The Tornado server on other side uses asynchronous model. The idea here is to have own scheduler instead of OS scheduler that works with threads and processes. So your code runs some logic, then launches some long task (DB call, URL fetch), sets up what to run when task finishes and gives control back to scheduler.

Giving controll back to scheduler is crucial part, it allows async server to work fast because it can start processing new request while previous is waiting for data.

This answer explains sync/async detailed. It focuses on client, but I think you can see the idea.

So whats wrong with your code: Popen does not give control to IOLoop. Python does nothing until your subprocess is finished, and so can not process other requests, even not Django's requests. runserver "works" here because it's multithreaded. So while locking entirely the thread, other threads can still process requests.

For this reason it's usually not recommended to run WSGI apps under async server like tornado. The doc claims it will be less scalable, but you can see the problem on your own code. So if you need both servers (e.g. Tornado for sockets and Django for main site), I'd suggest to run both behind nginx, and use uwsgi or gunicorn to run Django. Or take a look at django-channels app instead of tornado.

Besides, while it works on test environment, I guess it's not a recomended way to do what you try to achieve. It's hard to suggest the solution, as I don't know what do you call with Popen, but it seams to be something long running. Maybe you should take a look at Celery project. It's a package for running long-term background job.

However, back to running sub-processes. In Tornado you can use tornado.process.Subprocess. It's a wrapper over Popen to allow it to work with IOLoop. Unfortunately I don't know if you can use it in wsgi part under tornado. There are some projects I remember, like django futures but it seems to be abandoned.

As another quick and dirty fix - you can run Tornado with several processes. Check this example on how to fork server. But I will not recoment using this in production anyway (fork is OK, running wsgi fallback is not).

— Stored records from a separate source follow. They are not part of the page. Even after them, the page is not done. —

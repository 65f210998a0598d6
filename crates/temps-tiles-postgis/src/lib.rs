//! PostGIS provider for temps-tiles
//!
//! Serves each configured layer from a templated SQL statement. Per request
//! the template's tokens are replaced with the tile's buffered bounding box
//! and zoom, the statement runs on a pooled connection, and every result
//! row is decoded into a [`Feature`](temps_tiles::Feature) as it arrives.
//!
//! A layer's geometry type is detected with a one-row probe on first use and
//! kept for the life of the provider.

pub mod config;
pub mod decode;
pub mod pg_types;
pub mod pool;
pub mod row;
pub mod tokens;
pub mod wkb;

use crate::config::{LayerConfig, PostgisConfig};
use crate::decode::{decipher_fields, FieldNames};
use crate::pool::PgRowSource;
use crate::row::RowSource;
use crate::tokens::{replace_tokens, QueryBounds};
use async_trait::async_trait;
use futures::StreamExt;
use std::collections::HashMap;
use std::sync::atomic::{AtomicBool, Ordering};
use std::sync::{Arc, Weak};
use temps_tiles::tile::DEFAULT_TILE_EXTENT;
use temps_tiles::{
    Admission, Bounder, CancellationToken, Capability, FeatureConsumer, Filterer, GeometryType,
    LayerInfo, PropertyFilter, ProviderConfig, ProviderError, ProviderFactory, ProviderRegistry,
    Result, StreamFilter, Tile, Tiler,
};
use tokio::sync::{Mutex, OnceCell};
use tracing::{debug, info, warn};

/// Registry name of this provider
pub const PROVIDER_NAME: &str = "postgis";

struct Layer {
    name: String,
    template: String,
    geometry_field: String,
    id_field: String,
    time_field: Option<String>,
    srid: u64,
    /// Empty until first detection; `Some(None)` means detected, no geometry
    geometry_type: OnceCell<Option<GeometryType>>,
}

impl Layer {
    fn from_config(config: &LayerConfig, default_srid: u64) -> Self {
        Self {
            name: config.name.clone(),
            template: config.query_template(),
            geometry_field: config.geometry_fieldname.clone(),
            id_field: config.id_fieldname.clone(),
            time_field: config.time_fieldname.clone(),
            srid: config.srid_or(default_srid),
            geometry_type: OnceCell::new(),
        }
    }

    fn field_names(&self) -> FieldNames<'_> {
        FieldNames {
            geometry: &self.geometry_field,
            id: &self.id_field,
            time: self.time_field.as_deref(),
        }
    }
}

/// PostGIS tile provider
pub struct PostgisProvider {
    layers: Vec<Layer>,
    by_name: HashMap<String, usize>,
    source: Arc<dyn RowSource>,
    closed: AtomicBool,
}

impl PostgisProvider {
    /// Validate `config`, build the connection pool and verify the database
    /// is reachable
    pub async fn connect(config: PostgisConfig) -> Result<Self> {
        config.validate()?;

        let source = PgRowSource::new(&config)?;
        source.ping().await?;

        info!(
            "PostGIS provider ready: {} ({} layers)",
            config.display_target(),
            config.layers.len()
        );
        Self::with_source(config, Arc::new(source))
    }

    /// Provider over an arbitrary row source
    pub fn with_source(config: PostgisConfig, source: Arc<dyn RowSource>) -> Result<Self> {
        config.validate()?;

        let layers: Vec<Layer> = config
            .layers
            .iter()
            .map(|layer| Layer::from_config(layer, config.srid))
            .collect();
        let by_name = layers
            .iter()
            .enumerate()
            .map(|(idx, layer)| (layer.name.clone(), idx))
            .collect();

        Ok(Self {
            layers,
            by_name,
            source,
            closed: AtomicBool::new(false),
        })
    }

    /// Configured layer names, in order
    pub fn layer_names(&self) -> Vec<&str> {
        self.layers.iter().map(|l| l.name.as_str()).collect()
    }

    /// Geometry type of `layer`, probing the database on first call
    pub async fn geometry_type(&self, layer: &str) -> Result<Option<GeometryType>> {
        self.ensure_open()?;
        let layer = self.layer(layer)?;
        self.detect_geometry_type(layer).await
    }

    fn ensure_open(&self) -> Result<()> {
        if self.closed.load(Ordering::Acquire) {
            return Err(ProviderError::ProviderClosed(PROVIDER_NAME.to_string()));
        }
        Ok(())
    }

    fn layer(&self, name: &str) -> Result<&Layer> {
        self.by_name
            .get(name)
            .map(|&idx| &self.layers[idx])
            .ok_or_else(|| ProviderError::LayerNotFound(name.to_string()))
    }

    async fn detect_geometry_type(&self, layer: &Layer) -> Result<Option<GeometryType>> {
        layer
            .geometry_type
            .get_or_try_init(|| self.probe_geometry_type(layer))
            .await
            .copied()
    }

    /// Geometry detection raced against `cancel`, so a fired token never
    /// issues the probe query
    async fn detect_unless_canceled(
        &self,
        cancel: &CancellationToken,
        layer: &Layer,
    ) -> Result<()> {
        tokio::select! {
            biased;
            _ = cancel.cancelled() => Err(canceled(layer)),
            detected = self.detect_geometry_type(layer) => detected.map(|_| ()),
        }
    }

    /// Read one row of the layer at the whole-world tile
    async fn probe_geometry_type(&self, layer: &Layer) -> Result<Option<GeometryType>> {
        let world = Tile::with_buffer(0, 0, 0, 0, DEFAULT_TILE_EXTENT)?;
        let sql = replace_tokens(&layer.template, &QueryBounds::for_tile(&world), layer.srid)?;
        let sql = format!("SELECT * FROM ({}) AS probe LIMIT 1", sql);

        debug!("Detecting geometry type for layer {}", layer.name);
        let mut rows = self.source.query(&sql).await?;

        let geometry_type = match rows.next().await.transpose()? {
            Some(row) => decipher_fields(&layer.field_names(), row)?.geometry_type(),
            None => None,
        };

        match geometry_type {
            Some(ty) => debug!("Layer {} geometry type: {}", layer.name, ty),
            None => debug!("Layer {} has no geometry to detect", layer.name),
        }
        Ok(geometry_type)
    }

    /// Run `sql` and hand decoded features to `consumer` until the rows run
    /// out, the filter is exhausted, or the request is canceled
    async fn stream_rows(
        &self,
        cancel: &CancellationToken,
        layer: &Layer,
        sql: &str,
        mut filter: Option<StreamFilter<'_>>,
        consumer: &mut FeatureConsumer<'_>,
    ) -> Result<()> {
        let mut rows = tokio::select! {
            biased;
            _ = cancel.cancelled() => return Err(canceled(layer)),
            rows = self.source.query(sql) => rows?,
        };

        let names = layer.field_names();
        let mut delivered = 0usize;

        loop {
            let next = tokio::select! {
                biased;
                _ = cancel.cancelled() => return Err(canceled(layer)),
                next = rows.next() => next,
            };
            let Some(row) = next else { break };

            let feature = decipher_fields(&names, row?)?;

            if let Some(filter) = filter.as_mut() {
                match filter.admit(&feature) {
                    Admission::Emit => {}
                    Admission::Skip => continue,
                    Admission::Exhausted => break,
                }
            }

            if let Err(e) = consumer(feature) {
                if e.is_canceled() {
                    debug!(
                        "Consumer stopped layer {} after {} features",
                        layer.name,
                        delivered + 1
                    );
                }
                return Err(e);
            }
            delivered += 1;
        }

        debug!("Streamed {} features from layer {}", delivered, layer.name);
        Ok(())
    }
}

fn canceled(layer: &Layer) -> ProviderError {
    debug!("Request for layer {} canceled", layer.name);
    ProviderError::Canceled
}

#[async_trait]
impl Tiler for PostgisProvider {
    fn provider_type(&self) -> &'static str {
        PROVIDER_NAME
    }

    fn capabilities(&self) -> Vec<Capability> {
        vec![Capability::Tiles, Capability::Filter]
    }

    async fn layers(&self) -> Result<Vec<LayerInfo>> {
        self.ensure_open()?;

        let mut infos = Vec::with_capacity(self.layers.len());
        for layer in &self.layers {
            infos.push(LayerInfo {
                name: layer.name.clone(),
                geometry_type: self.detect_geometry_type(layer).await?,
                srid: layer.srid,
                modification_tag: None,
            });
        }
        Ok(infos)
    }

    async fn tile_features(
        &self,
        cancel: &CancellationToken,
        layer: &str,
        tile: &Tile,
        consumer: &mut FeatureConsumer<'_>,
    ) -> Result<()> {
        self.ensure_open()?;
        let layer = self.layer(layer)?;
        self.detect_unless_canceled(cancel, layer).await?;

        let sql = replace_tokens(&layer.template, &QueryBounds::for_tile(tile), layer.srid)?;
        let (z, x, y) = tile.zxy();
        debug!("Tile {}/{}/{} layer {}: {}", z, x, y, layer.name, sql);

        self.stream_rows(cancel, layer, &sql, None, consumer).await
    }

    fn as_filterer(&self) -> Option<&dyn Filterer> {
        Some(self)
    }

    async fn close(&self) -> Result<()> {
        if self.closed.swap(true, Ordering::AcqRel) {
            return Ok(());
        }
        self.source.close().await;
        info!("PostGIS provider closed");
        Ok(())
    }
}

#[async_trait]
impl Filterer for PostgisProvider {
    async fn stream_features(
        &self,
        cancel: &CancellationToken,
        layer: &str,
        bounds: &Bounder,
        properties: Option<&PropertyFilter>,
        consumer: &mut FeatureConsumer<'_>,
    ) -> Result<()> {
        self.ensure_open()?;
        let layer = self.layer(layer)?;
        self.detect_unless_canceled(cancel, layer).await?;

        let query_bounds = QueryBounds::for_stream(bounds, layer.srid);
        let sql = replace_tokens(&layer.template, &query_bounds, layer.srid)?;
        debug!("Stream layer {}: {}", layer.name, sql);

        let filter = StreamFilter::new(bounds, properties);
        self.stream_rows(cancel, layer, &sql, Some(filter), consumer)
            .await
    }
}

/// Creates [`PostgisProvider`]s and closes them again on cleanup
#[derive(Default)]
pub struct PostgisFactory {
    providers: Mutex<Vec<Weak<PostgisProvider>>>,
}

impl PostgisFactory {
    pub fn new() -> Self {
        Self::default()
    }
}

#[async_trait]
impl ProviderFactory for PostgisFactory {
    async fn create(&self, config: ProviderConfig) -> Result<Arc<dyn Tiler>> {
        let config = PostgisConfig::from_provider_config(&config)?;
        let provider = Arc::new(PostgisProvider::connect(config).await?);

        let mut providers = self.providers.lock().await;
        providers.retain(|p| p.strong_count() > 0);
        providers.push(Arc::downgrade(&provider));

        Ok(provider)
    }

    async fn cleanup(&self) -> Result<()> {
        let providers: Vec<_> = self.providers.lock().await.drain(..).collect();

        let mut failure = None;
        for provider in providers.iter().filter_map(Weak::upgrade) {
            if let Err(e) = provider.close().await {
                warn!("Failed to close PostGIS provider: {}", e);
                failure = Some(e);
            }
        }

        match failure {
            Some(e) => Err(e),
            None => Ok(()),
        }
    }
}

/// Register the PostGIS factory under [`PROVIDER_NAME`]
pub async fn register(registry: &ProviderRegistry) -> Result<()> {
    registry
        .register(PROVIDER_NAME, Arc::new(PostgisFactory::new()))
        .await
}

  • Run the Popen call in some background queue, like Celery
  • Process such views with Tornado and use tornado.processes module to run subprocess.

And overall, I'd seek for another deployment infrastructure, and would not run Durango under tornado.

Thank you @lgor! The explanation is very clear. Do you have any suggestions about what server I can use that would work well with Django for my purpose? The reason I need popen is that I have some legacy stuff that I have to call subprocess to run.

I would use uwsgi-docs.readthedocs.io/en/latest to run Django app, perhaps behind Nginx. You can either run some amount of workers (threads x processes) and hope that such Popen-blocks are OK (they're OK, but it will handle small load, bigger amount of users can make server stuck). If you need higher load - check Celery. You will run a task, get task-id immediately, and you can return ID to client (browser). Browser will poll when task is ready and can load task results. But you will need to update both django view and template (some ajax polling)

python - Tornado server caused Django unable to handle concurrent requ...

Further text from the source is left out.